**AIM OF THE TASK:**
The answer must consist of each line below that holds the word "filter", copied as it stands.

**MATERIALS PROVIDED:**
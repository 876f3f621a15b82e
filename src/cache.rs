use std::{io::ErrorKind, path::PathBuf};

use tracing::{debug, warn};

use crate::error::{Error, Result};

/// Extension of the cached documents
const EXTENSION: &str = "html";

/// Raw schedule pages on disk, one file per identity
#[derive(Debug, Clone)]
pub struct ScheduleCache {
    dir: PathBuf,
}

impl ScheduleCache {
    pub fn new(dir: impl Into<PathBuf>) -> Self {
        Self { dir: dir.into() }
    }

    /// File holding the schedule of `identity`
    pub fn path(&self, identity: &str) -> Result<PathBuf> {
        let valid = !identity.is_empty()
            && identity != "."
            && identity != ".."
            && !identity.contains(['/', '\\', '\0']);
        if !valid {
            return Err(Error::InvalidIdentity(identity.to_owned()));
        }

        Ok(self.dir.join(format!("{identity}.{EXTENSION}")))
    }

    /// Previously stored document, `None` when there is none
    ///
    /// Bytes that aren't UTF-8 are replaced by `U+FFFD`, the page being read as text anyway.
    pub fn lookup(&self, identity: &str) -> Result<Option<String>> {
        let path = self.path(identity)?;
        match fs_err::read(&path) {
            Ok(bytes) => Ok(Some(String::from_utf8(bytes).unwrap_or_else(|err| {
                warn!(path = %path.display(), "cached schedule is not valid UTF-8");
                String::from_utf8_lossy(err.as_bytes()).into_owned()
            }))),
            Err(err) if err.kind() == ErrorKind::NotFound => {
                debug!(path = %path.display(), "no cached schedule");
                Ok(None)
            }
            Err(err) => Err(err.into()),
        }
    }

    /// Save the document, replacing any previous one
    pub fn store(&self, identity: &str, raw: &str) -> Result<PathBuf> {
        let path = self.path(identity)?;
        fs_err::create_dir_all(&self.dir)?;
        fs_err::write(&path, raw)?;

        Ok(path)
    }

    /// Forget the document of `identity`, returns whether there was one
    pub fn evict(&self, identity: &str) -> Result<bool> {
        let path = self.path(identity)?;
        match fs_err::remove_file(&path) {
            Ok(()) => Ok(true),
            Err(err) if err.kind() == ErrorKind::NotFound => Ok(false),
            Err(err) => Err(err.into()),
        }
    }
}

#[cfg(test)]
mod tests {
    use super::*;

    #[test]
    fn lookup_of_unknown_identity_is_absent() {
        let dir = tempfile::tempdir().unwrap();
        let cache = ScheduleCache::new(dir.path());
        assert_eq!(cache.lookup("jdoe").unwrap(), None);
    }

    #[test]
    fn store_creates_the_directory() {
        let dir = tempfile::tempdir().unwrap();
        let cache = ScheduleCache::new(dir.path().join("nested").join(".cache"));

        let path = cache.store("jdoe", "<table></table>").unwrap();

        assert!(path.ends_with("jdoe.html"));
        assert_eq!(
            cache.lookup("jdoe").unwrap().as_deref(),
            Some("<table></table>")
        );
    }

    #[test]
    fn store_overwrites() {
        let dir = tempfile::tempdir().unwrap();
        let cache = ScheduleCache::new(dir.path());

        cache.store("jdoe", "old").unwrap();
        cache.store("jdoe", "new").unwrap();

        assert_eq!(cache.lookup("jdoe").unwrap().as_deref(), Some("new"));
    }

    #[test]
    fn identities_are_isolated() {
        let dir = tempfile::tempdir().unwrap();
        let cache = ScheduleCache::new(dir.path());

        cache.store("jdoe", "jane").unwrap();

        assert_eq!(cache.lookup("asmith").unwrap(), None);
    }

    #[test]
    fn evict_removes_the_entry() {
        let dir = tempfile::tempdir().unwrap();
        let cache = ScheduleCache::new(dir.path());

        cache.store("jdoe", "jane").unwrap();

        assert!(cache.evict("jdoe").unwrap());
        assert!(!cache.evict("jdoe").unwrap());
        assert_eq!(cache.lookup("jdoe").unwrap(), None);
    }

    #[test]
    fn path_like_identities_are_rejected() {
        let cache = ScheduleCache::new(".cache");
        for identity in ["", "..", "../etc/passwd", "a\\b"] {
            assert!(matches!(
                cache.lookup(identity),
                Err(Error::InvalidIdentity(_))
            ));
        }
    }

    #[test]
    fn non_utf8_document_is_still_read() {
        let dir = tempfile::tempdir().unwrap();
        std::fs::write(dir.path().join("jdoe.html"), b"<td>Caf\xe9</td>").unwrap();
        let cache = ScheduleCache::new(dir.path());

        assert_eq!(
            cache.lookup("jdoe").unwrap().as_deref(),
            Some("<td>Caf\u{fffd}</td>")
        );
    }

    #[test]
    fn unreadable_storage_is_an_error() {
        let dir = tempfile::tempdir().unwrap();
        // A directory where the document should be
        std::fs::create_dir(dir.path().join("jdoe.html")).unwrap();
        let cache = ScheduleCache::new(dir.path());

        assert!(matches!(cache.lookup("jdoe"), Err(Error::Storage(_))));
    }
}
//! Markdown to styled-text compiler for plain-text messaging channels.
//!
//! Converts Markdown into a flat text string plus byte-offset style and link
//! spans ([`MarkdownIr`]), splits that IR into length-bounded chunks for
//! transports with a message size cap, and re-encodes chunks into a channel's
//! own formatting syntax.

pub mod chunk;
pub mod compile;
pub mod error;
pub mod format;
pub mod ir;
pub mod linkify;
pub mod normalize;
pub mod options;
pub mod render;
pub mod spans;
pub mod split;
pub mod spoiler;
pub mod token;

pub use chunk::{chunk_markdown_ir, chunk_markdown_ir_with};
pub use compile::{markdown_to_ir, render_tokens};
pub use error::MarkdownError;
pub use format::{Channel, format_ir};
pub use ir::{MarkdownIr, MarkdownLinkSpan, MarkdownStyle, MarkdownStyleSpan};
pub use options::{HeadingStyle, MarkdownParseOptions};
pub use split::{TextSplitter, WhitespaceSplitter, split_text};
pub use token::{Token, TokenKind, tokenize};
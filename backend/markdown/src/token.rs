//! Markdown tokenizer
//!
//! Folds `pulldown-cmark` events into a markdown-it style token stream: block
//! open/close markers at the top level, each run of inline content wrapped in
//! an [`TokenKind::Inline`] container holding the inline tokens.

use std::ops::Range;

use pulldown_cmark::{CodeBlockKind, Event, LinkType, Options, Parser, Tag};

use crate::options::MarkdownParseOptions;

/// Token kinds understood by the renderer.
///
/// Parser constructs with no dedicated kind become [`TokenKind::Other`]; the
/// renderer walks their children, so unknown vocabulary degrades to its text.
#[derive(Debug, Clone, PartialEq, Eq)]
pub enum TokenKind {
    Inline,
    Text,
    EmOpen,
    EmClose,
    StrongOpen,
    StrongClose,
    SOpen,
    SClose,
    CodeInline,
    SpoilerOpen,
    SpoilerClose,
    LinkOpen,
    LinkClose,
    Image,
    Softbreak,
    Hardbreak,
    ParagraphOpen,
    ParagraphClose,
    HeadingOpen,
    HeadingClose,
    BlockquoteOpen,
    BlockquoteClose,
    BulletListOpen,
    BulletListClose,
    OrderedListOpen,
    OrderedListClose,
    ListItemOpen,
    ListItemClose,
    CodeBlock,
    Fence,
    HtmlBlock,
    HtmlInline,
    TableOpen,
    TableClose,
    TheadOpen,
    TheadClose,
    TbodyOpen,
    TbodyClose,
    TrOpen,
    TrClose,
    ThOpen,
    ThClose,
    TdOpen,
    TdClose,
    Hr,
    Other(String),
}

/// A parsed markup construct.
#[derive(Debug, Clone, PartialEq, Eq)]
pub struct Token {
    pub kind: TokenKind,
    pub content: Option<String>,
    pub children: Vec<Token>,
    pub attrs: Vec<(String, String)>,
}

impl Token {
    pub fn new(kind: TokenKind) -> Self {
        Self {
            kind,
            content: None,
            children: Vec::new(),
            attrs: Vec::new(),
        }
    }

    pub fn text(content: impl Into<String>) -> Self {
        Self::new(TokenKind::Text).with_content(content)
    }

    pub fn inline(children: Vec<Token>) -> Self {
        Self::new(TokenKind::Inline).with_children(children)
    }

    pub fn with_content(mut self, content: impl Into<String>) -> Self {
        self.content = Some(content.into());
        self
    }

    pub fn with_children(mut self, children: Vec<Token>) -> Self {
        self.children = children;
        self
    }

    pub fn with_attr(mut self, name: impl Into<String>, value: impl Into<String>) -> Self {
        self.attrs.push((name.into(), value.into()));
        self
    }

    /// First attribute value registered under `name`.
    pub fn attr(&self, name: &str) -> Option<&str> {
        self.attrs
            .iter()
            .find(|(key, _)| key == name)
            .map(|(_, value)| value.as_str())
    }

    /// Literal content, empty when the token carries none.
    pub fn content(&self) -> &str {
        self.content.as_deref().unwrap_or("")
    }
}

/// Parse `markdown` into a token stream.
pub fn tokenize(markdown: &str, options: &MarkdownParseOptions) -> Vec<Token> {
    let mut parser_options = Options::empty();
    parser_options.insert(Options::ENABLE_TABLES);
    parser_options.insert(Options::ENABLE_STRIKETHROUGH);

    let mut builder = TokenBuilder::new(markdown, options.autolink);
    for (event, range) in Parser::new_ext(markdown, parser_options).into_offset_iter() {
        builder.push_event(event, range);
    }
    builder.finish()
}

struct CodeCapture {
    fenced: bool,
    info: String,
    content: String,
}

struct TokenBuilder<'s> {
    source: &'s str,
    autolink: bool,
    tokens: Vec<Token>,
    inline: Vec<Token>,
    /// Blocks whose direct content is inline (paragraphs, headings, cells).
    inline_blocks: usize,
    code: Option<CodeCapture>,
    image_alt: Option<String>,
    image_depth: usize,
    /// One entry per open link: `true` when it is rendered as literal text.
    literal_links: Vec<bool>,
    /// Same for strikethrough: only `~~` delimits, a single `~` is text.
    literal_strikes: Vec<bool>,
    /// Source offset where the last raw HTML block line ended.
    html_block_end: Option<usize>,
    in_table_head: bool,
    tbody_open: bool,
}
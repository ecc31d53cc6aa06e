use std::path::{Path, PathBuf};

use anyhow::{Context, Result};
use warelay_markdown::MarkdownParseOptions;

/// WhatsApp caps a message body at 1600 characters.
pub const DEFAULT_CHUNK_LIMIT: usize = 1600;

/// warelay-md runtime configuration.
#[derive(Debug, Clone, PartialEq, Eq)]
pub struct Config {
    /// Log level filter, overridden by `RUST_LOG`
    pub log_level: String,
    /// Directory for rolling NDJSON logs; console only when unset
    pub log_dir: Option<PathBuf>,
    /// Default chunk limit in characters, 0 for unlimited
    pub chunk_limit: usize,
}

impl Default for Config {
    fn default() -> Self {
        Self {
            log_level: "warn".to_string(),
            log_dir: None,
            chunk_limit: DEFAULT_CHUNK_LIMIT,
        }
    }
}

impl Config {
    /// Load configuration from environment variables with sensible defaults.
    pub fn from_env() -> Self {
        Self::from_vars(|key| std::env::var(key).ok())
    }

    fn from_vars(var: impl Fn(&str) -> Option<String>) -> Self {
        let defaults = Self::default();
        Self {
            log_level: var("WARELAY_LOG_LEVEL")
                .or_else(|| var("RUST_LOG"))
                .unwrap_or(defaults.log_level),
            log_dir: var("WARELAY_LOG_DIR")
                .filter(|dir| !dir.trim().is_empty())
                .map(PathBuf::from),
            chunk_limit: var("WARELAY_CHUNK_LIMIT")
                .and_then(|limit| limit.trim().parse().ok())
                .unwrap_or(defaults.chunk_limit),
        }
    }
}

/// Read parse options from a YAML or JSON file. Missing keys take defaults.
pub fn load_parse_options(path: &Path) -> Result<MarkdownParseOptions> {
    let raw = std::fs::read_to_string(path)
        .with_context(|| format!("reading options file {}", path.display()))?;
    parse_options(&raw).with_context(|| format!("parsing options file {}", path.display()))
}

fn parse_options(raw: &str) -> Result<MarkdownParseOptions> {
    if raw.trim().is_empty() {
        return Ok(MarkdownParseOptions::default());
    }
    Ok(serde_yaml::from_str(raw)?)
}

#[cfg(test)]
mod tests {
    use super::*;
    use std::collections::HashMap;
    use warelay_markdown::HeadingStyle;

    fn config(vars: &[(&str, &str)]) -> Config {
        let vars: HashMap<String, String> = vars
            .iter()
            .map(|(k, v)| (k.to_string(), v.to_string()))
            .collect();
        Config::from_vars(|key| vars.get(key).cloned())
    }

    #[test]
    fn defaults_without_env() {
        assert_eq!(config(&[]), Config::default());
        assert_eq!(Config::default().chunk_limit, 1600);
    }

    #[test]
    fn env_overrides() {
        let cfg = config(&[
            ("RUST_LOG", "info"),
            ("WARELAY_LOG_LEVEL", "debug"),
            ("WARELAY_LOG_DIR", "/tmp/warelay"),
            ("WARELAY_CHUNK_LIMIT", "320"),
        ]);
        assert_eq!(cfg.log_level, "debug");
        assert_eq!(cfg.log_dir, Some(PathBuf::from("/tmp/warelay")));
        assert_eq!(cfg.chunk_limit, 320);

        assert_eq!(config(&[("RUST_LOG", "trace")]).log_level, "trace");
    }

    #[test]
    fn invalid_chunk_limit_falls_back() {
        assert_eq!(config(&[("WARELAY_CHUNK_LIMIT", "lots")]).chunk_limit, 1600);
        assert_eq!(config(&[("WARELAY_LOG_DIR", " ")]).log_dir, None);
    }

    #[test]
    fn options_from_yaml() {
        let options = parse_options("enableSpoilers: true\nheadingStyle: bold\n").unwrap();
        assert!(options.enable_spoilers);
        assert_eq!(options.heading_style, HeadingStyle::Bold);
        assert!(options.linkify);
    }

    #[test]
    fn options_from_json() {
        let options = parse_options(r#"{"linkify": false, "blockquotePrefix": "> "}"#).unwrap();
        assert!(!options.linkify);
        assert_eq!(options.blockquote_prefix, "> ");
    }

    #[test]
    fn empty_options_file_is_default() {
        assert_eq!(parse_options("  \n").unwrap(), MarkdownParseOptions::default());
        assert!(parse_options("headingStyle: loud").is_err());
    }
}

**RESULT FOR THIS EXERCISE:**
    /// Log level filter, overridden by `RUST_LOG`
                .filter(|dir| !dir.trim().is_empty())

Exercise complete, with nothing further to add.